*What to work on:* Return a copy of every line in the data below that contains "ValueEnum".

[Collected data entries]
########
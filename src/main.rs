#![forbid(unsafe_code)]

//! `devrun`: development-loop supervisor binary.
//!
//! Loads the session configuration, launches the application server,
//! watches class output for changes, and keeps the server running until the
//! session ends or a shutdown signal arrives.

use std::path::PathBuf;
use std::sync::Arc;

use clap::{Parser, ValueEnum};
use tracing::{error, info};
use tracing_subscriber::{fmt, EnvFilter};

use devrun::supervisor::{Collaborators, RestartServer};
use devrun::watch::{WatchAction, WatchScheduler};
use devrun::{run_session, AppError, ProcessSupervisor, Result, SessionConfig};

#[derive(Debug, Copy, Clone, Eq, PartialEq, ValueEnum)]
enum LogFormat {
    Text,
    Json,
}

#[derive(Debug, Parser)]
#[command(name = "devrun", about = "Development-loop supervisor", version, long_about = None)]
struct Cli {
    /// Path to the TOML session configuration.
    #[arg(long, default_value = "devrun.toml")]
    config: PathBuf,

    /// Stop the server as soon as it reports ready.
    #[arg(long)]
    stop_after_start: bool,

    /// Log output format (text or json).
    #[arg(long, value_enum, default_value_t = LogFormat::Text)]
    log_format: LogFormat,
}

fn main() -> Result<()> {
    let args = Cli::parse();
    init_tracing(args.log_format)?;

    tokio::runtime::Builder::new_multi_thread()
        .enable_all()
        .build()
        .map_err(|err| AppError::Config(format!("failed to build tokio runtime: {err}")))?
        .block_on(run(args))
}

async fn run(args: Cli) -> Result<()> {
    let config = SessionConfig::load_from_path(&args.config)?;
    info!(project = %config.project_name, "configuration loaded");

    let scheduler = WatchScheduler::current()?;
    let supervisor = Arc::new(ProcessSupervisor::new(
        config,
        Collaborators::default(),
        scheduler,
    )?);

    let restart: Arc<dyn WatchAction> = Arc::new(RestartServer::new(supervisor.slot()));
    let watched = supervisor.watch_class_dirs(restart)?;
    info!(watched, "class directory watches installed");

    let result = tokio::select! {
        result = run_session(&supervisor, args.stop_after_start) => result,
        () = shutdown_signal() => {
            info!("shutdown signal received");
            Ok(())
        }
    };

    supervisor.shutdown().await;
    if let Err(ref err) = result {
        error!(%err, "development session failed");
    }
    result
}

async fn shutdown_signal() {
    let ctrl_c = tokio::signal::ctrl_c();

    #[cfg(unix)]
    {
        match tokio::signal::unix::signal(tokio::signal::unix::SignalKind::terminate()) {
            Ok(mut sigterm) => {
                tokio::select! {
                    _ = ctrl_c => {}
                    _ = sigterm.recv() => {}
                }
            }
            Err(err) => {
                tracing::warn!(%err, "failed to register SIGTERM handler, using ctrl-c only");
                let _ = ctrl_c.await;
            }
        }
    }

    #[cfg(not(unix))]
    {
        if let Err(err) = ctrl_c.await {
            tracing::error!(%err, "ctrl-c signal handler failed");
        }
    }
}

fn init_tracing(log_format: LogFormat) -> Result<()> {
    let env_filter = EnvFilter::try_from_default_env().unwrap_or_else(|_| EnvFilter::new("info"));
    let subscriber = fmt().with_env_filter(env_filter);

    match log_format {
        LogFormat::Text => subscriber
            .try_init()
            .map_err(|err| AppError::Config(format!("failed to init tracing: {err}")))?,
        LogFormat::Json => subscriber
            .json()
            .try_init()
            .map_err(|err| AppError::Config(format!("failed to init tracing: {err}")))?,
    }

    Ok(())
}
########
*Task result:*
use clap::{Parser, ValueEnum};
#[derive(Debug, Copy, Clone, Eq, PartialEq, ValueEnum)]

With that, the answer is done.